Required work — Copy each line of the records below, from the first through the one that contains "path means start", exactly as written.

Record extracts —
* * * *

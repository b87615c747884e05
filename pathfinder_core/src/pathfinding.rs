// pathfinding.rs - Breadth-first shortest path search over the maze grid

use serde::Serialize;
use std::collections::VecDeque;

use crate::grid::{Direction, Grid, Position};

/// Ordered cells from a start to a goal, both included.
///
/// An empty path means the goal is unreachable. A one-cell path means start
/// and goal coincide.
#[derive(Debug, Clone, PartialEq, Eq, Default, Serialize)]
#[serde(transparent)]
pub struct Path(Vec<Position>);

impl Path {
    pub fn empty() -> Self {
        Path(Vec::new())
    }

    /// Number of cells, start and goal included.
    #[inline]
    pub fn len(&self) -> usize {
        self.0.len()
    }

    #[inline]
    pub fn is_empty(&self) -> bool {
        self.0.is_empty()
    }

    /// Number of moves needed to walk the path.
    pub fn steps(&self) -> usize {
        self.0.len().saturating_sub(1)
    }

    pub fn cells(&self) -> &[Position] {
        &self.0
    }

    pub fn first(&self) -> Option<Position> {
        self.0.first().copied()
    }

    pub fn last(&self) -> Option<Position> {
        self.0.last().copied()
    }

    pub fn contains(&self, pos: Position) -> bool {
        self.0.contains(&pos)
    }

    /// Checks the path invariants against `grid`: every cell free and in
    /// bounds, consecutive cells one cardinal step apart, no cell repeated.
    pub fn is_valid_on(&self, grid: &Grid) -> bool {
        if !self.0.iter().all(|&p| grid.is_free(p)) {
            return false;
        }
        if !self.0.windows(2).all(|w| w[0].manhattan(w[1]) == 1) {
            return false;
        }
        let mut seen = vec![false; grid.width() * grid.height()];
        self.0.iter().all(|p| {
            let idx = p.row * grid.width() + p.col;
            !std::mem::replace(&mut seen[idx], true)
        })
    }
}

impl IntoIterator for Path {
    type Item = Position;
    type IntoIter = std::vec::IntoIter<Position>;

    fn into_iter(self) -> Self::IntoIter {
        self.0.into_iter()
    }
}

// --------------------------------------------
// PathFinder - BFS with parent pointers
// --------------------------------------------

/// Reusable BFS state for one grid.
///
/// Buffers are sized once per grid, so repeated searches on the same grid do
/// not reallocate.
pub struct PathFinder<'a> {
    grid: &'a Grid,
    // parent[idx] = index of the cell we came from; usize::MAX = unvisited
    parent: Vec<usize>,
    queue: VecDeque<usize>,
}

const UNVISITED: usize = usize::MAX;

impl<'a> PathFinder<'a> {
    pub fn new(grid: &'a Grid) -> Self {
        let cell_count = grid.width() * grid.height();
        Self {
            grid,
            parent: vec![UNVISITED; cell_count],
            queue: VecDeque::with_capacity(cell_count),
        }
    }

    #[inline]
    fn index(&self, pos: Position) -> usize {
        pos.row * self.grid.width() + pos.col
    }

    #[inline]
    fn position(&self, idx: usize) -> Position {
        Position::new(idx / self.grid.width(), idx % self.grid.width())
    }

    /// Shortest path from `start` to `goal`, neighbours explored up, down,
    /// left, right. Returns an empty path when either end is out of bounds
    /// or blocked, or when the goal is unreachable.
    pub fn find(&mut self, start: Position, goal: Position) -> Path {
        if !self.grid.is_free(start) || !self.grid.is_free(goal) {
            return Path::empty();
        }

        self.parent.fill(UNVISITED);
        self.queue.clear();

        let start_idx = self.index(start);
        let goal_idx = self.index(goal);
        self.parent[start_idx] = start_idx;
        self.queue.push_back(start_idx);

        let (width, height) = (self.grid.width(), self.grid.height());

        while let Some(current) = self.queue.pop_front() {
            if current == goal_idx {
                return self.reconstruct(start_idx, goal_idx);
            }

            let pos = self.position(current);
            for direction in Direction::ALL {
                let Some(next) = pos.step(direction, width, height) else {
                    continue;
                };
                if !self.grid.is_free(next) {
                    continue;
                }
                let next_idx = self.index(next);
                if self.parent[next_idx] != UNVISITED {
                    continue;
                }
                self.parent[next_idx] = current;
                self.queue.push_back(next_idx);
            }
        }

        Path::empty()
    }

    /// Walks parent pointers back from the goal.
    fn reconstruct(&self, start_idx: usize, goal_idx: usize) -> Path {
        let mut cells = vec![self.position(goal_idx)];
        let mut current = goal_idx;
        while current != start_idx {
            current = self.parent[current];
            cells.push(self.position(current));
        }
        cells.reverse();
        Path(cells)
    }
}

/// One-shot shortest path search.
pub fn find_path(grid: &Grid, start: Position, goal: Position) -> Path {
    PathFinder::new(grid).find(start, goal)
}

/// True when the goal corner is reachable from the start corner.
pub fn is_solvable(grid: &Grid) -> bool {
    !find_path(grid, grid.start(), grid.goal()).is_empty()
}
// config.rs - Session tuning: grid sizing, retry cap and score parameters

use serde::{Deserialize, Serialize};

use crate::error::{PathfinderError, Result};
use crate::generator::DEFAULT_MAX_ATTEMPTS;

/// Constants of the score formula.
#[derive(Debug, Clone, PartialEq, Serialize, Deserialize)]
#[serde(default)]
pub struct ScoreParams {
    /// Seconds after which the time bonus reaches zero.
    pub time_bonus_window_secs: f64,
    /// Bonus points per second left in the window.
    pub time_bonus_per_sec: f64,
    /// Points for a run as efficient as the optimal path.
    pub base_points: f64,
    /// Mind levels per unit of score multiplier.
    pub multiplier_divisor: f64,
}

impl Default for ScoreParams {
    fn default() -> Self {
        Self {
            time_bonus_window_secs: 50.0,
            time_bonus_per_sec: 2.0,
            base_points: 100.0,
            multiplier_divisor: 10.0,
        }
    }
}

/// Everything a session needs besides the mind level, clock and rng.
#[derive(Debug, Clone, PartialEq, Serialize, Deserialize)]
#[serde(default)]
pub struct SessionConfig {
    /// Grid side at mind level 0.
    pub base_size: usize,
    /// Grid side cap.
    pub max_size: usize,
    /// Mind levels per extra row and column.
    pub levels_per_size_step: u32,
    /// Regenerate-until-solvable cap.
    pub max_generation_attempts: u32,
    pub scoring: ScoreParams,
}

impl Default for SessionConfig {
    fn default() -> Self {
        Self {
            base_size: 5,
            max_size: 15,
            levels_per_size_step: 10,
            max_generation_attempts: DEFAULT_MAX_ATTEMPTS,
            scoring: ScoreParams::default(),
        }
    }
}

impl SessionConfig {
    /// Parses a JSON config; missing fields take their defaults.
    pub fn from_json_str(json: &str) -> Result<Self> {
        let config: SessionConfig = serde_json::from_str(json)
            .map_err(|e| PathfinderError::InvalidConfig(format!("JSON error: {e}")))?;
        config.validate()?;
        Ok(config)
    }

    pub fn validate(&self) -> Result<()> {
        let fail = |msg: &str| Err(PathfinderError::InvalidConfig(msg.to_string()));

        // a 1x1 maze starts on its goal and has no legal move
        if self.base_size < 2 {
            return fail("base_size must be at least 2");
        }
        if self.base_size > self.max_size {
            return fail("base_size must not exceed max_size");
        }
        if self.levels_per_size_step == 0 {
            return fail("levels_per_size_step must be positive");
        }
        if self.max_generation_attempts == 0 {
            return fail("max_generation_attempts must be positive");
        }
        let s = &self.scoring;
        if !(s.multiplier_divisor.is_finite() && s.multiplier_divisor > 0.0) {
            return fail("scoring.multiplier_divisor must be a positive number");
        }
        if [s.time_bonus_window_secs, s.time_bonus_per_sec, s.base_points]
            .iter()
            .any(|v| !v.is_finite() || *v < 0.0)
        {
            return fail("scoring values must be finite and non-negative");
        }
        Ok(())
    }

    /// Square grid side for `mind_level`:
    /// `min(base_size + floor(mind_level / levels_per_size_step), max_size)`.
    pub fn grid_size(&self, mind_level: u32) -> usize {
        let steps = (mind_level / self.levels_per_size_step.max(1)) as usize;
        self.base_size.saturating_add(steps).min(self.max_size)
    }
}

#[cfg(test)]
mod tests {
    use super::*;

    #[test]
    fn test_grid_size_scaling() {
        let config = SessionConfig::default();
        assert_eq!(config.grid_size(0), 5);
        assert_eq!(config.grid_size(9), 5);
        assert_eq!(config.grid_size(10), 6);
        assert_eq!(config.grid_size(57), 10);
        assert_eq!(config.grid_size(100), 15);
        assert_eq!(config.grid_size(u32::MAX), 15);
    }

    #[test]
    fn test_partial_json_keeps_defaults() {
        let config = SessionConfig::from_json_str(
            r#"{ "max_size": 9, "scoring": { "base_points": 50 } }"#,
        )
        .unwrap();
        assert_eq!(config.max_size, 9);
        assert_eq!(config.base_size, 5);
        assert_eq!(config.scoring.base_points, 50.0);
        assert_eq!(config.scoring.time_bonus_window_secs, 50.0);
        assert_eq!(config.max_generation_attempts, 1000);
    }

    #[test]
    fn test_invalid_configs_rejected() {
        let bad = [
            r#"{ "base_size": 0 }"#,
            r#"{ "base_size": 1, "max_size": 1 }"#,
            r#"{ "base_size": 20, "max_size": 10 }"#,
            r#"{ "levels_per_size_step": 0 }"#,
            r#"{ "max_generation_attempts": 0 }"#,
            r#"{ "scoring": { "multiplier_divisor": 0 } }"#,
            r#"{ "scoring": { "time_bonus_per_sec": -1 } }"#,
            r#"{ "base_size": "five" }"#,
        ];
        for json in bad {
            let err = SessionConfig::from_json_str(json).unwrap_err();
            assert!(matches!(err, PathfinderError::InvalidConfig(_)), "{json}: {err}");
        }
    }
}
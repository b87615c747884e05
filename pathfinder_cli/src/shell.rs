// shell.rs - Line-oriented game shell: parses commands, drives a session,
// prints the board and keeps the coin tally across restarts

use anyhow::Result;
use pathfinder_core::{
    coins_for_score, Clock, Direction, GameSession, Grid, MoveOutcome, Path, PathfinderError,
    SessionSnapshot, SystemClock,
};
use rand::rngs::StdRng;
use rand::Rng;
use serde::Serialize;
use std::io::Write;
use std::str::FromStr;

#[derive(Debug, Clone, Copy, PartialEq, Eq)]
pub enum ShellCommand {
    Move(Direction),
    Restart,
    Show,
    Help,
    Quit,
}

impl FromStr for ShellCommand {
    type Err = PathfinderError;

    fn from_str(s: &str) -> std::result::Result<Self, Self::Err> {
        match s.trim().to_ascii_lowercase().as_str() {
            "restart" | "new" | "again" => Ok(ShellCommand::Restart),
            "show" | "p" | "print" => Ok(ShellCommand::Show),
            "help" | "?" => Ok(ShellCommand::Help),
            "quit" | "q" | "exit" => Ok(ShellCommand::Quit),
            other => other.parse().map(ShellCommand::Move),
        }
    }
}

/// Splits a move script into commands.
///
/// Tokens are separated by whitespace or commas, e.g. `"down, down, right"`
/// or `"restart"`. A single token that is not itself a command, such as
/// `"ddrr"`, is read one letter per move.
pub fn parse_script(script: &str) -> std::result::Result<Vec<ShellCommand>, PathfinderError> {
    let tokens: Vec<&str> = script
        .split(|c: char| c.is_whitespace() || c == ',')
        .filter(|token| !token.is_empty())
        .collect();

    match tokens.as_slice() {
        [token] if token.parse::<ShellCommand>().is_err() => token
            .chars()
            .map(|c| c.to_string().parse::<Direction>().map(ShellCommand::Move))
            .collect(),
        _ => tokens.into_iter().map(str::parse::<ShellCommand>).collect(),
    }
}

/// Grid text with the optimal path drawn as `*`.
pub fn render_solution(grid: &Grid, path: &Path) -> String {
    grid.render_with(|pos| {
        if pos == grid.start() {
            Some('S')
        } else if pos == grid.goal() {
            Some('G')
        } else if path.contains(pos) {
            Some('*')
        } else {
            None
        }
    })
}

#[derive(Debug, Clone, Copy, PartialEq, Eq)]
pub enum Flow {
    Continue,
    Quit,
}

/// End-of-run summary for `--json` output.
#[derive(Debug, Serialize)]
pub struct RunSummary {
    pub sessions_completed: u32,
    pub total_coins: u64,
    pub last_session: SessionSnapshot,
}

const HELP: &str = "commands: up/down/left/right (or u/d/l/r, n/s/w/e), restart, show, help, quit";

pub struct Shell<W, C = SystemClock, R = StdRng> {
    session: GameSession<C, R>,
    out: W,
    sessions_completed: u32,
    total_coins: u64,
}

impl<W: Write, C: Clock, R: Rng> Shell<W, C, R> {
    pub fn new(session: GameSession<C, R>, out: W) -> Self {
        Self {
            session,
            out,
            sessions_completed: 0,
            total_coins: 0,
        }
    }

    pub fn session(&self) -> &GameSession<C, R> {
        &self.session
    }

    pub fn total_coins(&self) -> u64 {
        self.total_coins
    }

    pub fn sessions_completed(&self) -> u32 {
        self.sessions_completed
    }

    pub fn summary(&self) -> RunSummary {
        RunSummary {
            sessions_completed: self.sessions_completed,
            total_coins: self.total_coins,
            last_session: self.session.snapshot(),
        }
    }

    pub fn into_output(self) -> W {
        self.out
    }

    /// Interactive opening: help, a blank line, the board, then a prompt.
    pub fn greet(&mut self) -> Result<()> {
        writeln!(self.out, "{HELP}")?;
        writeln!(self.out)?;
        self.show()?;
        self.prompt()
    }

    pub fn prompt(&mut self) -> Result<()> {
        write!(self.out, "> ")?;
        self.out.flush()?;
        Ok(())
    }

    /// Parses and runs one input line. Unparseable lines are reported and
    /// ignored.
    pub fn handle_line(&mut self, line: &str) -> Result<Flow> {
        if line.trim().is_empty() {
            return Ok(Flow::Continue);
        }
        match line.parse::<ShellCommand>() {
            Ok(cmd) => self.handle(cmd),
            Err(e) => {
                writeln!(self.out, "{e}")?;
                writeln!(self.out, "{HELP}")?;
                Ok(Flow::Continue)
            }
        }
    }

    pub fn handle(&mut self, command: ShellCommand) -> Result<Flow> {
        match command {
            ShellCommand::Move(direction) => self.handle_move(direction)?,
            ShellCommand::Restart => {
                self.session.restart()?;
                writeln!(self.out, "New maze:")?;
                self.show()?;
            }
            ShellCommand::Show => self.show()?,
            ShellCommand::Help => writeln!(self.out, "{HELP}")?,
            ShellCommand::Quit => return Ok(Flow::Quit),
        }
        Ok(Flow::Continue)
    }

    fn handle_move(&mut self, direction: Direction) -> Result<()> {
        match self.session.apply_move(direction) {
            Ok(MoveOutcome::Moved { .. }) => self.show()?,
            Ok(MoveOutcome::Completed { score, breakdown }) => {
                let coins = coins_for_score(score);
                self.sessions_completed += 1;
                self.total_coins += coins;
                write!(self.out, "{}", self.session.render())?;
                writeln!(
                    self.out,
                    "Goal reached in {} moves ({:.1}s). Score: {} (efficiency {:.2}, x{:.1}, time bonus {:.0}). +{} coins, {} total.",
                    self.session.move_count(),
                    self.session.elapsed_seconds(),
                    score,
                    breakdown.efficiency,
                    breakdown.multiplier,
                    breakdown.time_bonus,
                    coins,
                    self.total_coins
                )?;
                writeln!(self.out, "Type `restart` to play again.")?;
            }
            Err(e) if e.is_move_rejection() => writeln!(self.out, "{e}")?,
            Err(e) => return Err(e.into()),
        }
        Ok(())
    }

    fn show(&mut self) -> Result<()> {
        write!(self.out, "{}", self.session.render())?;
        writeln!(
            self.out,
            "moves: {}  time: {:.0}s",
            self.session.move_count(),
            self.session.live_elapsed_seconds()
        )?;
        Ok(())
    }
}

#[cfg(test)]
mod tests {
    use super::*;
    use pathfinder_core::{ManualClock, SessionConfig};
    use rand::SeedableRng;
    use std::time::Duration;

    fn shell(text: &str) -> (Shell<Vec<u8>, ManualClock, StdRng>, ManualClock) {
        let clock = ManualClock::new();
        let session = GameSession::with_grid(
            SessionConfig::default(),
            0,
            Grid::from_ascii(text).unwrap(),
            clock.clone(),
            StdRng::seed_from_u64(3),
        )
        .unwrap();
        (Shell::new(session, Vec::new()), clock)
    }

    fn output(shell: Shell<Vec<u8>, ManualClock, StdRng>) -> String {
        String::from_utf8(shell.into_output()).unwrap()
    }

    #[test]
    fn test_parse_script_forms() {
        use Direction::*;
        assert_eq!(
            parse_script("ddrr").unwrap(),
            vec![
                ShellCommand::Move(Down),
                ShellCommand::Move(Down),
                ShellCommand::Move(Right),
                ShellCommand::Move(Right),
            ]
        );
        assert_eq!(
            parse_script("down, right restart  quit").unwrap(),
            vec![
                ShellCommand::Move(Down),
                ShellCommand::Move(Right),
                ShellCommand::Restart,
                ShellCommand::Quit,
            ]
        );
        assert!(matches!(
            parse_script("ddx"),
            Err(PathfinderError::InvalidDirection(_))
        ));
    }

    #[test]
    fn test_parse_script_single_word() {
        assert_eq!(
            parse_script("down").unwrap(),
            vec![ShellCommand::Move(Direction::Down)]
        );
        assert_eq!(
            parse_script(" restart ").unwrap(),
            vec![ShellCommand::Restart]
        );
        assert_eq!(
            parse_script("up").unwrap(),
            vec![ShellCommand::Move(Direction::Up)]
        );
        assert_eq!(
            parse_script("r").unwrap(),
            vec![ShellCommand::Move(Direction::Right)]
        );
        assert_eq!(
            parse_script("rl").unwrap(),
            vec![
                ShellCommand::Move(Direction::Right),
                ShellCommand::Move(Direction::Left)
            ]
        );
        assert!(parse_script("").unwrap().is_empty());
    }

    #[test]
    fn test_greeting_separates_help_from_board() {
        let (mut sh, _clock) = shell("..\n..\n");
        sh.greet().unwrap();
        let text = output(sh);
        assert!(text.starts_with(HELP));
        assert!(text.contains(&format!("{HELP}\n\nP.\n.G\n")));
        assert!(text.ends_with("> "));
    }

    #[test]
    fn test_rejections_are_printed_not_fatal() {
        let (mut sh, _clock) = shell(".#\n..\n");
        assert_eq!(sh.handle_line("up").unwrap(), Flow::Continue);
        assert_eq!(sh.handle_line("right").unwrap(), Flow::Continue);
        assert_eq!(sh.handle_line("jump").unwrap(), Flow::Continue);
        assert_eq!(sh.session().move_count(), 0);

        let text = output(sh);
        assert!(text.contains("would leave the grid"));
        assert!(text.contains("is blocked"));
        assert!(text.contains("Invalid direction"));
    }

    #[test]
    fn test_completion_credits_coins() {
        let (mut sh, clock) = shell("..\n..\n");
        clock.advance(Duration::from_secs(20));
        for cmd in parse_script("dr").unwrap() {
            sh.handle(cmd).unwrap();
        }
        // 100 + (50 - 20) * 2 = 160 -> 16 coins
        assert_eq!(sh.session().score(), Some(160));
        assert_eq!(sh.total_coins(), 16);
        assert_eq!(sh.sessions_completed(), 1);

        assert_eq!(sh.handle_line("down").unwrap(), Flow::Continue);
        assert_eq!(sh.handle_line("q").unwrap(), Flow::Quit);

        let summary = serde_json::to_value(sh.summary()).unwrap();
        assert_eq!(summary["total_coins"], 16);
        assert_eq!(summary["last_session"]["terminal"], true);

        let text = output(sh);
        assert!(text.contains("Score: 160"));
        assert!(text.contains("+16 coins"));
        assert!(text.contains("to play again"));
    }

    #[test]
    fn test_restart_keeps_coin_tally() {
        let (mut sh, _clock) = shell("..\n..\n");
        for cmd in parse_script("rd").unwrap() {
            sh.handle(cmd).unwrap();
        }
        assert_eq!(sh.total_coins(), 20);
        sh.handle(ShellCommand::Restart).unwrap();
        assert!(!sh.session().is_terminal());
        assert_eq!(sh.total_coins(), 20);
        assert_eq!(sh.session().grid().width(), 5);
    }

    proptest::proptest! {
        #[test]
        fn prop_letter_and_word_scripts_agree(dirs in proptest::collection::vec(0usize..4, 1..40)) {
            let dirs: Vec<Direction> = dirs.into_iter().map(|i| Direction::ALL[i]).collect();
            let letters: String = dirs.iter().map(|d| &d.as_str()[..1]).collect();
            let words = dirs.iter().map(|d| d.as_str()).collect::<Vec<_>>().join(", ");

            let expected: Vec<ShellCommand> = dirs.into_iter().map(ShellCommand::Move).collect();
            proptest::prop_assert_eq!(parse_script(&letters).unwrap(), expected.clone());
            proptest::prop_assert_eq!(parse_script(&words).unwrap(), expected);
        }
    }

    #[test]
    fn test_render_solution_overlay() {
        let grid = Grid::from_ascii("..#\n#..\n#..\n").unwrap();
        let path = pathfinder_core::find_path(&grid, grid.start(), grid.goal());
        assert_eq!(render_solution(&grid, &path), "S*#\n#*.\n#*G\n");
    }
}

* * * *

Worked solution —
repository b87615c747884e05
filename pathfinder_core/src/pathfinding.rs
// pathfinding.rs - Breadth-first shortest path search over the maze grid

use serde::Serialize;
use std::collections::VecDeque;

use crate::grid::{Direction, Grid, Position};

/// Ordered cells from a start to a goal, both included.
///
/// An empty path means the goal is unreachable. A one-cell path means start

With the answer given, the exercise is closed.